Your goal: Copy each line of the data below in which the word "subscription" can be found.

[Records excerpted from a collection]
***

//! ## `InputEventBuffer` – per-component event log
//!
//! Two ordered logs live side by side:
//!
//! * **activity** – events the component has started handling but not yet
//!   finished (a property-link update between `setProperty` and its
//!   completion). An entry is removed as soon as it is handled.
//! * **downstream** – events that arrived while the component's proxy was
//!   blocked. Entries are appended in arrival order and popped off the front
//!   right before they are replayed, so each one is replayed exactly once.
//!
//! A relocation captures both logs in a [`BufferSnapshot`] and restores them
//! ahead of anything the target container received in the meantime.

use std::collections::VecDeque;

use log::warn;
use serde::{Deserialize, Serialize};

use crate::{
    buffer::{
        error::BufferError,
        input_event::{InputEvent, InputEventKind},
    },
    config::BufferConfig,
    handler::handler_context::HandlerContext,
    types::EventId,
};

#[derive(Clone, Debug, Default, PartialEq, Serialize, Deserialize)]
pub struct BufferSnapshot {
    pub next_id: EventId,
    pub activity: Vec<InputEvent>,
    pub downstream: Vec<InputEvent>,
}

impl BufferSnapshot {
    pub fn is_empty(&self) -> bool {
        self.activity.is_empty() && self.downstream.is_empty()
    }
}

pub struct InputEventBuffer {
    next_id: EventId,
    activity: Vec<InputEvent>,
    downstream: VecDeque<InputEvent>,
    max_downstream: usize,
}

impl InputEventBuffer {
    pub fn new(config: &BufferConfig) -> Self {
        Self {
            next_id: 0,
            activity: Vec::new(),
            downstream: VecDeque::new(),
            max_downstream: config.max_buffered,
        }
    }

    fn generate_id(&mut self) -> EventId {
        let id = self.next_id;
        self.next_id += 1;
        id
    }

    // Activity

    pub fn push_activity(&mut self, context: HandlerContext, kind: InputEventKind) -> EventId {
        let id = self.generate_id();
        self.activity.push(InputEvent { id, context, kind });
        id
    }

    pub fn complete_activity(&mut self, event_id: EventId) -> Result<InputEvent, BufferError> {
        let index = self
            .activity
            .iter()
            .position(|event| event.id == event_id)
            .ok_or(BufferError::ActivityNotInFlight { event_id })?;
        Ok(self.activity.remove(index))
    }

    pub fn activity(&self) -> &[InputEvent] {
        &self.activity
    }

    /// Removes every in-flight event, oldest first
    pub fn take_activity(&mut self) -> Vec<InputEvent> {
        std::mem::take(&mut self.activity)
    }

    // Downstream

    pub fn push_downstream(
        &mut self,
        context: HandlerContext,
        kind: InputEventKind,
    ) -> Result<EventId, BufferError> {
        if self.downstream.len() >= self.max_downstream {
            return Err(BufferError::BufferFull {
                buffer: "input event",
                capacity: self.max_downstream,
            });
        }
        let id = self.generate_id();
        self.downstream.push_back(InputEvent { id, context, kind });
        Ok(id)
    }

    /// Removes the oldest downstream event. Callers replay what they pop;
    /// removal before replay is what makes replay exactly-once.
    pub fn pop_downstream(&mut self) -> Option<InputEvent> {
        self.downstream.pop_front()
    }

    pub fn peek_downstream(&self) -> Option<&InputEvent> {
        self.downstream.front()
    }

    pub fn downstream(&self) -> impl Iterator<Item = &InputEvent> {
        self.downstream.iter()
    }

    pub fn downstream_len(&self) -> usize {
        self.downstream.len()
    }

    pub fn downstream_capacity(&self) -> usize {
        self.max_downstream
    }

    /// How many more downstream events fit before the bound
    pub fn downstream_room(&self) -> usize {
        self.max_downstream.saturating_sub(self.downstream.len())
    }

    pub fn has_downstream(&self) -> bool {
        !self.downstream.is_empty()
    }

    pub fn is_empty(&self) -> bool {
        self.activity.is_empty() && self.downstream.is_empty()
    }

    // Relocation

    pub fn snapshot(&self) -> BufferSnapshot {
        BufferSnapshot {
            next_id: self.next_id,
            activity: self.activity.clone(),
            downstream: self.downstream.iter().cloned().collect(),
        }
    }

    /// Places the snapshot's events in front of whatever this buffer already
    /// holds. Events already held were received later, so they keep their
    /// relative order but are renumbered after the snapshot's ids.
    ///
    /// Restored events are never dropped, so the merged downstream log may
    /// exceed the bound. [`InputEventBuffer::push_downstream`] then rejects
    /// until replay brings it back under the bound.
    pub fn restore(&mut self, snapshot: BufferSnapshot) {
        let held_activity = std::mem::take(&mut self.activity);
        let held_downstream = std::mem::take(&mut self.downstream);

        self.next_id = self.next_id.max(snapshot.next_id);
        self.activity = snapshot.activity;
        self.downstream = snapshot.downstream.into_iter().collect();

        for mut event in held_activity {
            event.id = self.generate_id();
            self.activity.push(event);
        }
        for mut event in held_downstream {
            event.id = self.generate_id();
            self.downstream.push_back(event);
        }
        if self.downstream.len() > self.max_downstream {
            warn!(
                "Input event log holds {} events after restore, over its bound of {}",
                self.downstream.len(),
                self.max_downstream
            );
        }
    }

    pub fn clear(&mut self) {
        self.activity.clear();
        self.downstream.clear();
    }
}
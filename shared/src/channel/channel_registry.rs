use std::collections::HashMap;

use log::info;

use crate::{
    channel::{
        channel::Channel, descriptor::ChannelDescriptor, error::ChannelError,
        subscription::HandlerSpec,
    },
    config::BufferConfig,
    types::ChannelName,
};

/// Every channel wired on one device, keyed by name
pub struct ChannelRegistry {
    config: BufferConfig,
    channels: HashMap<ChannelName, Channel>,
}

impl ChannelRegistry {
    pub fn new(config: BufferConfig) -> Self {
        Self {
            config,
            channels: HashMap::new(),
        }
    }

    /// Builds the channel and subscribes every declared consumer. A second
    /// wiring under the same name is rejected and leaves the first intact.
    pub fn wire(&mut self, descriptor: ChannelDescriptor) -> Result<&mut Channel, ChannelError> {
        let name = descriptor.display_name();
        if self.channels.contains_key(&name) {
            return Err(ChannelError::ChannelAlreadyWired { channel: name });
        }

        let mut channel = Channel::new(descriptor, &self.config)?;
        for subscription in channel.declared_subscriptions() {
            channel.subscribe(subscription);
        }
        info!(
            "Wired channel {} ({} subscriber(s))",
            name,
            channel.subscribers().len()
        );

        Ok(self.channels.entry(name).or_insert(channel))
    }

    pub fn tear_down(&mut self, name: &str) -> Result<Channel, ChannelError> {
        let channel = self
            .channels
            .remove(name)
            .ok_or_else(|| ChannelError::ChannelNotFound {
                channel: name.to_string(),
            })?;
        info!("Tore down channel {}", name);
        Ok(channel)
    }

    pub fn get(&self, name: &str) -> Option<&Channel> {
        self.channels.get(name)
    }

    pub fn get_mut(&mut self, name: &str) -> Option<&mut Channel> {
        self.channels.get_mut(name)
    }

    pub fn try_get_mut(&mut self, name: &str) -> Result<&mut Channel, ChannelError> {
        self.channels
            .get_mut(name)
            .ok_or_else(|| ChannelError::ChannelNotFound {
                channel: name.to_string(),
            })
    }

    pub fn contains(&self, name: &str) -> bool {
        self.channels.contains_key(name)
    }

    /// Channel names, sorted
    pub fn names(&self) -> Vec<ChannelName> {
        let mut names: Vec<ChannelName> = self.channels.keys().cloned().collect();
        names.sort();
        names
    }

    /// Names of every channel `instance_id` takes part in, sorted
    pub fn channels_of(&self, instance_id: &str) -> Vec<ChannelName> {
        let mut names: Vec<ChannelName> = self
            .channels
            .values()
            .filter(|channel| channel.participates(instance_id))
            .map(|channel| channel.name().to_string())
            .collect();
        names.sort();
        names
    }

    /// Names of the channels that carry `event` from `instance_id`. An event
    /// no channel declares goes to every channel the instance publishes on,
    /// where it is logged as undeclared.
    pub fn publishing_channels(&self, instance_id: &str, event: &str) -> Vec<ChannelName> {
        let declared: Vec<&Channel> = self
            .channels
            .values()
            .filter(|channel| channel.is_published_event(instance_id, event))
            .collect();
        let carriers = if declared.is_empty() {
            self.channels
                .values()
                .filter(|channel| channel.is_publisher(instance_id))
                .collect()
        } else {
            declared
        };
        let mut names: Vec<ChannelName> = carriers
            .into_iter()
            .map(|channel| channel.name().to_string())
            .collect();
        names.sort();
        names
    }

    /// The (channel, handler) pairs under which `instance_id` is subscribed
    pub fn consumer_mappings(&self, instance_id: &str) -> Vec<(ChannelName, HandlerSpec)> {
        let mut mappings: Vec<(ChannelName, HandlerSpec)> = self
            .channels
            .values()
            .flat_map(|channel| {
                channel
                    .subscribers()
                    .iter()
                    .filter(|subscription| subscription.instance_id == instance_id)
                    .map(|subscription| (channel.name().to_string(), subscription.handler.clone()))
            })
            .collect();
        mappings.sort_by(|a, b| a.0.cmp(&b.0));
        mappings
    }

    pub fn iter_mut(&mut self) -> impl Iterator<Item = &mut Channel> {
        self.channels.values_mut()
    }

    pub fn len(&self) -> usize {
        self.channels.len()
    }

    pub fn is_empty(&self) -> bool {
        self.channels.is_empty()
    }
}

impl Default for ChannelRegistry {
    fn default() -> Self {
        Self::new(BufferConfig::default())
    }
}
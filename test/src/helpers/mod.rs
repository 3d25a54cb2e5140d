pub mod fixtures;
pub mod recording_component;
pub mod test_bus;

pub use fixtures::{ch1, device, recorder};
pub use recording_component::{recording_kinds, Invocation, Journal, RecordingComponent};
pub use test_bus::TestBus;
pub mod component_container;
pub mod component_kinds;
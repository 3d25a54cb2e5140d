use std::collections::HashMap;

use nomad_shared::{Component, ComponentDescriptor};

use crate::error::RuntimeError;

/// Creates component instances from descriptors
pub trait ComponentFactory {
    fn create(&self, descriptor: &ComponentDescriptor) -> Result<Box<dyn Component>, RuntimeError>;
}

type Constructor = Box<dyn Fn(&ComponentDescriptor) -> Box<dyn Component>>;

/// A [`ComponentFactory`] keyed by component kind
#[derive(Default)]
pub struct ComponentKinds {
    constructors: HashMap<String, Constructor>,
}

impl ComponentKinds {
    pub fn new() -> Self {
        Self::default()
    }

    pub fn add_kind<F>(&mut self, kind: &str, constructor: F)
    where
        F: Fn(&ComponentDescriptor) -> Box<dyn Component> + 'static,
    {
        self.constructors
            .insert(kind.to_string(), Box::new(constructor));
    }

    pub fn with_kind<F>(mut self, kind: &str, constructor: F) -> Self
    where
        F: Fn(&ComponentDescriptor) -> Box<dyn Component> + 'static,
    {
        self.add_kind(kind, constructor);
        self
    }

    pub fn has_kind(&self, kind: &str) -> bool {
        self.constructors.contains_key(kind)
    }
}

impl ComponentFactory for ComponentKinds {
    fn create(&self, descriptor: &ComponentDescriptor) -> Result<Box<dyn Component>, RuntimeError> {
        let constructor =
            self.constructors
                .get(&descriptor.kind)
                .ok_or_else(|| RuntimeError::UnknownKind {
                    kind: descriptor.kind.clone(),
                })?;
        Ok(constructor(descriptor))
    }
}
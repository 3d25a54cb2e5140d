pub mod error;
pub mod handler_context;
pub mod handler_registry;
use thiserror::Error;

use crate::{buffer::error::BufferError, component::ComponentError, handler::error::HandlerError};

/// Errors raised by a component's event proxies
#[derive(Debug, Clone, PartialEq, Error)]
pub enum ProxyError {
    /// An inject was attempted in the wrong blocking state. Fatal for the
    /// relocation that issued it.
    #[error("Protocol violation on {instance_id}: {operation} while the proxy is {}", if *.blocked { "blocked" } else { "not blocked" })]
    ProtocolState {
        instance_id: String,
        operation: &'static str,
        blocked: bool,
    },

    /// The component has no handler mapped for messages on this channel
    #[error("Instance {instance_id} has no handler mapped on channel {channel}")]
    NoMapping { instance_id: String, channel: String },

    /// A bounded buffer rejected the event
    #[error(transparent)]
    Buffer(#[from] BufferError),

    /// A continuation could not be resolved
    #[error(transparent)]
    Handler(#[from] HandlerError),

    /// The component's handler failed
    #[error(transparent)]
    Component(#[from] ComponentError),
}

impl ProxyError {
    pub fn is_protocol_violation(&self) -> bool {
        matches!(self, ProxyError::ProtocolState { .. })
    }
}
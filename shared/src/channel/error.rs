use thiserror::Error;

use crate::mediation::error::MediationError;

/// Errors that can occur while wiring or publishing on a channel
#[derive(Debug, Clone, PartialEq, Error)]
pub enum ChannelError {
    /// Descriptor lacks a required part; the channel is not created
    #[error("Malformed channel descriptor {channel:?}: {reason}")]
    MalformedDescriptor {
        channel: String,
        reason: &'static str,
    },

    /// Descriptor JSON could not be parsed
    #[error("Channel descriptor could not be parsed: {reason}")]
    UnparsableDescriptor { reason: String },

    /// A receiver's transform expression does not compile
    #[error("Invalid transform for {instance_id} on channel {channel}: {error}")]
    InvalidTransform {
        channel: String,
        instance_id: String,
        #[source]
        error: MediationError,
    },

    /// The channel is blocked and its FIFO holds as many messages as allowed
    #[error("Channel {channel} buffer is full ({capacity} messages); publisher must retry after unblock")]
    BufferFull { channel: String, capacity: usize },

    /// A channel with this name is already wired
    #[error("Channel {channel} is already wired")]
    ChannelAlreadyWired { channel: String },

    /// No channel with this name is wired
    #[error("Channel {channel} is not wired")]
    ChannelNotFound { channel: String },
}
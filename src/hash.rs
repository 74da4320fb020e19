//! Per-line content hashing.
//!
//! Each hashline token is a 2-character string drawn from a fixed 16-symbol
//! alphabet, treated as a pair of 4-bit nibbles. Using a non-hex alphabet
//! keeps hashline tokens visually distinct from hex byte dumps and diff
//! hunk markers a model might echo back.

use xxhash_rust::xxh32::xxh32;

/// Fixed 16-symbol alphabet. Index `i` and `i` are stable across the crate;
/// do not reorder without bumping the wire format.
const ALPHABET: [char; 16] = [
    'Z', 'P', 'M', 'Q', 'V', 'R', 'W', 'S', 'N', 'K', 'T', 'X', 'J', 'B', 'Y', 'H',
];

fn symbol(nibble: u8) -> char {
    ALPHABET[(nibble & 0x0f) as usize]
}

fn index_of(c: char) -> Option<u8> {
    ALPHABET
        .iter()
        .position(|&a| a == c)
        .map(|i| i as u8)
}

/// Whitespace-stripped content has no letter or digit (Unicode L/N).
fn is_symbol_only(stripped: &str) -> bool {
    !stripped.chars().any(|c| c.is_alphanumeric())
}

/// Compute the 2-character hashline token for `content` at `line_number`.
///
/// Strips a single trailing `\r`, strips all remaining whitespace, then
/// hashes with xxHash32. Symbol-only lines (no letter/digit survives the
/// strip — blank lines, lines of pure punctuation) are seeded with the line
/// number instead of 0, so that two blank lines at different positions
/// don't collide and look like the same anchor.
pub fn compute_line_hash(line_number: usize, content: &str) -> String {
    let trimmed = content.strip_suffix('\r').unwrap_or(content);
    let stripped: String = trimmed.chars().filter(|c| !c.is_whitespace()).collect();

    let seed: u32 = if is_symbol_only(&stripped) {
        line_number as u32
    } else {
        0
    };

    let hash = xxh32(stripped.as_bytes(), seed) % 256;
    let hi = symbol((hash >> 4) as u8);
    let lo = symbol((hash & 0x0f) as u8);
    let mut token = String::with_capacity(2);
    token.push(hi);
    token.push(lo);
    token
}

/// True iff `s` is exactly two characters, both drawn from [`ALPHABET`].
pub fn is_valid_token(s: &str) -> bool {
    let mut chars = s.chars();
    match (chars.next(), chars.next(), chars.next()) {
        (Some(a), Some(b), None) => index_of(a).is_some() && index_of(b).is_some(),
        _ => false,
    }
}

/// Truncate a hash token longer than 2 characters to its first 2 — a
/// common weak-model artifact (e.g. echoing a 4-char hex hash).
pub fn truncate_token(s: &str) -> String {
    s.chars().take(2).collect()
}

/// Whole-file digest: lowercase 8-hex-digit `xxHash32(raw, 0)` of the
/// uncanonicalized bytes (BOM and line endings included). Used only as an
/// optional stale-check handshake between a prior read and a later write —
/// unlike per-line hashes, this says nothing about which line changed.
pub fn compute_file_hash(raw: &[u8]) -> String {
    format!("{:08x}", xxh32(raw, 0))
}
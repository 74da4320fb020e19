//! File-text envelope: canonicalize BOM/line-endings on input, restore them
//! bit-exact on output. Edit logic only ever touches canonical content.

const BOM: char = '\u{feff}';

#[derive(Debug, Clone, Copy, PartialEq, Eq)]
pub enum LineEnding {
    Lf,
    CrLf,
}

impl LineEnding {
    fn as_str(self) -> &'static str {
        match self {
            LineEnding::Lf => "\n",
            LineEnding::CrLf => "\r\n",
        }
    }
}

#[derive(Debug, Clone)]
pub struct Envelope {
    pub content: String,
    pub had_bom: bool,
    pub line_ending: LineEnding,
}

impl Envelope {
    /// Canonicalize raw bytes (decoded as UTF-8) into the envelope form.
    ///
    /// Detects BOM and strips it; detects whichever of `\n`/`\r\n` occurs
    /// first in the pre-strip content (ties favor `\n`); normalizes all
    /// line endings to `\n`.
    pub fn canonicalize(raw: &str) -> Self {
        let had_bom = raw.starts_with(BOM);
        let stripped = if had_bom { &raw[BOM.len_utf8()..] } else { raw };

        let line_ending = detect_line_ending(stripped);

        let mut content = String::with_capacity(stripped.len());
        let mut chars = stripped.chars().peekable();
        while let Some(c) = chars.next() {
            match c {
                '\r' => {
                    if chars.peek() == Some(&'\n') {
                        chars.next();
                    }
                    content.push('\n');
                }
                other => content.push(other),
            }
        }

        Envelope {
            content,
            had_bom,
            line_ending,
        }
    }

    /// Restore canonical content to on-disk form: re-apply the original
    /// line ending everywhere, prepend the BOM if one was present.
    pub fn restore(&self) -> String {
        let mut out = String::with_capacity(self.content.len() + 3);
        if self.had_bom {
            out.push(BOM);
        }
        if self.line_ending == LineEnding::Lf {
            out.push_str(&self.content);
        } else {
            out.push_str(&self.content.replace('\n', self.line_ending.as_str()));
        }
        out
    }
}

fn detect_line_ending(s: &str) -> LineEnding {
    match s.find('\n') {
        None => LineEnding::Lf,
        Some(idx) => {
            if idx > 0 && s.as_bytes()[idx - 1] == b'\r' {
                LineEnding::CrLf
            } else {
                LineEnding::Lf
            }
        }
    }
}
//! Deterministic, stale-safe, line-anchored text editing engine.
//!
//! Every edit a caller proposes must name an anchor it just observed — a
//! line number paired with a short content-derived token. If the file has
//! drifted since that anchor was read, the engine refuses the edit and
//! reports what changed rather than silently clobbering it.
//!
//! The crate is organized around the pipeline in [`engine::Engine`]:
//! a path is resolved safely ([`pathsafety`]), the file is read and
//! canonicalized ([`envelope`]), submitted edits are repaired
//! ([`repair`]) and normalized ([`edit`]), anchors are validated
//! ([`anchor`]) against the content hashed by [`hash`] and rendered by
//! [`format`]/[`stream`], the batch is ordered and applied
//! ([`edit::order`], [`edit::apply`]), and the result is atomically
//! written back. Repeated failures are tracked by a process-wide
//! [`ledger`] that escalates into a non-throwing soft-reject.

pub mod anchor;
pub mod edit;
pub mod engine;
pub mod envelope;
pub mod error;
pub mod format;
pub mod fsread;
pub mod hash;
pub mod ledger;
pub mod pathsafety;
pub mod repair;
pub mod stream;
pub mod tools;

pub use edit::{Edit, Lines, OpKind, RawEdit};
pub use engine::{Action, EditOutcome, Engine, EngineConfig, Summary};
pub use error::EngineError;
pub use fsread::{FsReadError, FsReadOptions, FsReadResult};

/// A typed parameter for a tool definition.
#[derive(Clone, Debug, serde::Serialize, serde::Deserialize)]
pub struct ToolParam {
    pub name: String,
    /// Python type: "str", "int", "float", "bool", "list", "dict", "any"
    #[serde(default = "ToolParam::default_type")]
    pub r#type: String,
    #[serde(default, skip_serializing_if = "String::is_empty")]
    pub description: String,
    #[serde(default = "ToolParam::default_required")]
    pub required: bool,
}

impl ToolParam {
    fn default_type() -> String {
        "any".into()
    }
    fn default_required() -> bool {
        true
    }

    pub fn typed(name: &str, ty: &str) -> Self {
        Self {
            name: name.into(),
            r#type: ty.into(),
            description: String::new(),
            required: true,
        }
    }
    pub fn optional(name: &str, ty: &str) -> Self {
        Self {
            name: name.into(),
            r#type: ty.into(),
            description: String::new(),
            required: false,
        }
    }
}

/// A tool definition exposed to whatever calls into this crate's
/// [`ToolProvider`] impls (a REPL, an agent loop, a test harness).
#[derive(Clone, Debug, serde::Serialize, serde::Deserialize)]
pub struct ToolDefinition {
    pub name: String,
    pub description: String,
    #[serde(default, skip_serializing_if = "Vec::is_empty")]
    pub params: Vec<ToolParam>,
    /// Python-ish return type: "str", "int", "float", "bool", "list", "dict", "any", "None"
    #[serde(
        default = "ToolDefinition::default_returns",
        skip_serializing_if = "String::is_empty"
    )]
    pub returns: String,
    /// Hidden tools are callable directly but don't appear in a generated prompt/namespace.
    #[serde(default)]
    pub hidden: bool,
}

impl ToolDefinition {
    fn default_returns() -> String {
        "any".into()
    }

    /// Format as a typed Python-ish signature: `name(param: type, ...) -> ret`
    pub fn signature(&self) -> String {
        let params: Vec<String> = self
            .params
            .iter()
            .map(|p| {
                let mut s = format!("{}: {}", p.name, p.r#type);
                if !p.required {
                    s.push_str(" = None");
                }
                s
            })
            .collect();
        let ret = if self.returns.is_empty() {
            "any"
        } else {
            &self.returns
        };
        format!("{}({}) -> {}", self.name, params.join(", "), ret)
    }

    /// Format all tools as a documentation block for a model prompt.
    pub fn format_tool_docs(tools: &[ToolDefinition]) -> String {
        tools
            .iter()
            .map(|t| {
                let mut lines = format!("- `{}`", t.signature());
                if !t.description.is_empty() {
                    lines.push_str(&format!(" — {}", t.description));
                }
                for p in &t.params {
                    if !p.description.is_empty() {
                        lines.push_str(&format!("\n    - `{}`: {}", p.name, p.description));
                    }
                }
                lines
            })
            .collect::<Vec<_>>()
            .join("\n")
    }
}

/// Result of executing a tool.
#[derive(Clone, Debug)]
pub struct ToolResult {
    pub success: bool,
    pub result: serde_json::Value,
}

impl ToolResult {
    pub fn ok(result: serde_json::Value) -> Self {
        Self {
            success: true,
            result,
        }
    }
    pub fn err(result: serde_json::Value) -> Self {
        Self {
            success: false,
            result,
        }
    }
    pub fn err_fmt(args: std::fmt::Arguments<'_>) -> Self {
        Self::err(serde_json::Value::String(args.to_string()))
    }
}

/// Trait for exposing engine operations as callable tools. Implement this
/// per host surface (REPL, agent loop, CLI).
#[async_trait::async_trait]
pub trait ToolProvider: Send + Sync + 'static {
    fn definitions(&self) -> Vec<ToolDefinition>;
    async fn execute(&self, name: &str, args: &serde_json::Value) -> ToolResult;
}

#[cfg(test)]
mod tests {
    use super::*;

    #[test]
    fn tool_param_typed() {
        let p = ToolParam::typed("name", "str");
        assert_eq!(p.name, "name");
        assert_eq!(p.r#type, "str");
        assert!(p.required);
    }

    #[test]
    fn tool_param_optional() {
        let p = ToolParam::optional("name", "int");
        assert_eq!(p.name, "name");
        assert_eq!(p.r#type, "int");
        assert!(!p.required);
    }

    #[test]
    fn signature_required_params() {
        let td = ToolDefinition {
            name: "foo".into(),
            description: String::new(),
            params: vec![ToolParam::typed("x", "int"), ToolParam::typed("y", "str")],
            returns: "bool".into(),
            hidden: false,
        };
        assert_eq!(td.signature(), "foo(x: int, y: str) -> bool");
    }

    #[test]
    fn signature_optional_params() {
        let td = ToolDefinition {
            name: "bar".into(),
            description: String::new(),
            params: vec![ToolParam::optional("limit", "int")],
            returns: "list".into(),
            hidden: false,
        };
        assert_eq!(td.signature(), "bar(limit: int = None) -> list");
    }

    #[test]
    fn signature_empty_returns_defaults_to_any() {
        let td = ToolDefinition {
            name: "f".into(),
            description: String::new(),
            params: vec![],
            returns: String::new(),
            hidden: false,
        };
        assert_eq!(td.signature(), "f() -> any");
    }

    #[test]
    fn format_tool_docs_with_descriptions() {
        let tools = vec![ToolDefinition {
            name: "read".into(),
            description: "Read a file".into(),
            params: vec![ToolParam {
                name: "path".into(),
                r#type: "str".into(),
                description: "File path".into(),
                required: true,
            }],
            returns: "str".into(),
            hidden: false,
        }];
        let docs = ToolDefinition::format_tool_docs(&tools);
        assert!(docs.contains("- `read(path: str) -> str`"));
        assert!(docs.contains("— Read a file"));
        assert!(docs.contains("- `path`: File path"));
    }

    #[test]
    fn format_tool_docs_empty() {
        let docs = ToolDefinition::format_tool_docs(&[]);
        assert!(docs.is_empty());
    }
}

***

Solution to the exercise:
        subscription::HandlerSpec,
        for subscription in channel.declared_subscriptions() {
            channel.subscribe(subscription);
                    .filter(|subscription| subscription.instance_id == instance_id)
                    .map(|subscription| (channel.name().to_string(), subscription.handler.clone()))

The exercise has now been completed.